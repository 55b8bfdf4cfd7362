use crate::error::FetchError;
use std::fmt;

/// Branch names tried, in order, when resolving a repository's default branch.
pub const BRANCH_CANDIDATES: [&str; 2] = ["main", "master"];

/// A GitHub repository, identified by owner and name.
#[derive(Debug, Clone, PartialEq, Eq, Hash)]
pub struct RepoRef {
    owner: String,
    name: String,
}

impl RepoRef {
    pub fn new(owner: &str, name: &str) -> Result<Self, FetchError> {
        let owner = owner.trim();
        let name = name.trim();

        if owner.is_empty() {
            return Err(FetchError::InvalidRepoRef("owner must not be empty".into()));
        }
        if name.is_empty() {
            return Err(FetchError::InvalidRepoRef(
                "repository name must not be empty".into(),
            ));
        }

        Ok(Self {
            owner: owner.to_string(),
            name: name.to_string(),
        })
    }

    pub fn owner(&self) -> &str {
        &self.owner
    }

    pub fn name(&self) -> &str {
        &self.name
    }

    /// Directory name used under the application folder, e.g. `acme--widget`.
    pub fn slug(&self) -> String {
        format!("{}--{}", self.owner, self.name)
    }

    /// Zip archive URL for a branch, relative to a GitHub-compatible base URL.
    pub fn archive_url(&self, base_url: &str, branch: &str) -> String {
        format!(
            "{}/{}/{}/archive/refs/heads/{}.zip",
            base_url.trim_end_matches('/'),
            self.owner,
            self.name,
            branch
        )
    }

    /// File name the downloaded archive is saved under before extraction.
    pub fn archive_file_name(&self, branch: &str) -> String {
        format!("{}_{}.zip", self.name, branch)
    }
}

impl fmt::Display for RepoRef {
    fn fmt(&self, f: &mut fmt::Formatter<'_>) -> fmt::Result {
        write!(f, "{}/{}", self.owner, self.name)
    }
}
##############################
**Your instructions:** All that belongs in the answer is the lines from the start of the entries above through the line containing "owner and name.", each given exactly.

**Result for this task:**
repository 55b8bfdf4cfd7362
use crate::error::FetchError;
use std::fmt;

/// Branch names tried, in order, when resolving a repository's default branch.
pub const BRANCH_CANDIDATES: [&str; 2] = ["main", "master"];

/// A GitHub repository, identified by owner and name.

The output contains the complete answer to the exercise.